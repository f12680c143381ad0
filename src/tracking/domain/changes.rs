//! Writes staged against one period before they are committed.

use super::{PeriodAnchor, TaskPeriodStatus, TimeEntry, TimeEntryKey};
use crate::task::domain::TaskId;
use std::collections::BTreeMap;

/// Entry and status writes for one period, committed together with the
/// period's summary.
///
/// Removals apply before saves, so a key that is both removed and saved ends
/// up stored.
#[derive(Debug, Clone, PartialEq, Eq)]
pub struct PeriodChanges {
    anchor: PeriodAnchor,
    saved_entries: Vec<TimeEntry>,
    removed_entries: Vec<TimeEntryKey>,
    saved_statuses: Vec<TaskPeriodStatus>,
    removed_statuses: Vec<TaskId>,
}

impl PeriodChanges {
    /// Starts an empty change set for a period.
    #[must_use]
    pub const fn new(anchor: PeriodAnchor) -> Self {
        Self {
            anchor,
            saved_entries: Vec::new(),
            removed_entries: Vec::new(),
            saved_statuses: Vec::new(),
            removed_statuses: Vec::new(),
        }
    }

    /// Returns the period the changes apply to.
    #[must_use]
    pub const fn anchor(&self) -> PeriodAnchor {
        self.anchor
    }

    /// Stages an entry insert or update.
    pub fn save_entry(&mut self, entry: TimeEntry) {
        self.saved_entries.push(entry);
    }

    /// Stages an entry removal.
    pub fn remove_entry(&mut self, key: TimeEntryKey) {
        self.removed_entries.push(key);
    }

    /// Stages a status insert or update.
    pub fn save_status(&mut self, status: TaskPeriodStatus) {
        self.saved_statuses.push(status);
    }

    /// Stages removal of a task's status for the period.
    pub fn remove_status(&mut self, task_id: TaskId) {
        self.removed_statuses.push(task_id);
    }

    /// Entries to insert or update.
    #[must_use]
    pub fn saved_entries(&self) -> &[TimeEntry] {
        &self.saved_entries
    }

    /// Entry keys to remove.
    #[must_use]
    pub fn removed_entries(&self) -> &[TimeEntryKey] {
        &self.removed_entries
    }

    /// Statuses to insert or update.
    #[must_use]
    pub fn saved_statuses(&self) -> &[TaskPeriodStatus] {
        &self.saved_statuses
    }

    /// Tasks whose status for the period is removed.
    #[must_use]
    pub fn removed_statuses(&self) -> &[TaskId] {
        &self.removed_statuses
    }

    /// Returns whether nothing is staged.
    #[must_use]
    pub fn is_empty(&self) -> bool {
        self.saved_entries.is_empty()
            && self.removed_entries.is_empty()
            && self.saved_statuses.is_empty()
            && self.removed_statuses.is_empty()
    }

    /// Projects the stored entries of the period through the staged writes.
    #[must_use]
    pub fn entries_after(&self, stored: Vec<TimeEntry>) -> Vec<TimeEntry> {
        let mut by_key: BTreeMap<TimeEntryKey, TimeEntry> = stored
            .into_iter()
            .map(|entry| (entry.key(), entry))
            .collect();
        for key in &self.removed_entries {
            by_key.remove(key);
        }
        for entry in &self.saved_entries {
            by_key.insert(entry.key(), entry.clone());
        }
        by_key.into_values().collect()
    }

    /// Projects the stored statuses of the period through the staged writes.
    #[must_use]
    pub fn statuses_after(&self, stored: Vec<TaskPeriodStatus>) -> Vec<TaskPeriodStatus> {
        let mut by_task: BTreeMap<TaskId, TaskPeriodStatus> = stored
            .into_iter()
            .map(|status| (status.task_id(), status))
            .collect();
        for task_id in &self.removed_statuses {
            by_task.remove(task_id);
        }
        for status in &self.saved_statuses {
            by_task.insert(status.task_id(), status.clone());
        }
        by_task.into_values().collect()
    }
}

* * * * * * *

- _Task to complete_
Beginning with the line above that contains "they are committed.", copy each line exactly up to and including the line that contains "pub fn saved_entries(&self)", and go no further.

- _Your solution_
//! Writes staged against one period before they are committed.

use super::{PeriodAnchor, TaskPeriodStatus, TimeEntry, TimeEntryKey};
use crate::task::domain::TaskId;
use std::collections::BTreeMap;

/// Entry and status writes for one period, committed together with the
/// period's summary.
///
/// Removals apply before saves, so a key that is both removed and saved ends
/// up stored.
#[derive(Debug, Clone, PartialEq, Eq)]
pub struct PeriodChanges {
    anchor: PeriodAnchor,
    saved_entries: Vec<TimeEntry>,
    removed_entries: Vec<TimeEntryKey>,
    saved_statuses: Vec<TaskPeriodStatus>,
    removed_statuses: Vec<TaskId>,
}

impl PeriodChanges {
    /// Starts an empty change set for a period.
    #[must_use]
    pub const fn new(anchor: PeriodAnchor) -> Self {
        Self {
            anchor,
            saved_entries: Vec::new(),
            removed_entries: Vec::new(),
            saved_statuses: Vec::new(),
            removed_statuses: Vec::new(),
        }
    }

    /// Returns the period the changes apply to.
    #[must_use]
    pub const fn anchor(&self) -> PeriodAnchor {
        self.anchor
    }

    /// Stages an entry insert or update.
    pub fn save_entry(&mut self, entry: TimeEntry) {
        self.saved_entries.push(entry);
    }

    /// Stages an entry removal.
    pub fn remove_entry(&mut self, key: TimeEntryKey) {
        self.removed_entries.push(key);
    }

    /// Stages a status insert or update.
    pub fn save_status(&mut self, status: TaskPeriodStatus) {
        self.saved_statuses.push(status);
    }

    /// Stages removal of a task's status for the period.
    pub fn remove_status(&mut self, task_id: TaskId) {
        self.removed_statuses.push(task_id);
    }

    /// Entries to insert or update.
    #[must_use]
    pub fn saved_entries(&self) -> &[TimeEntry] {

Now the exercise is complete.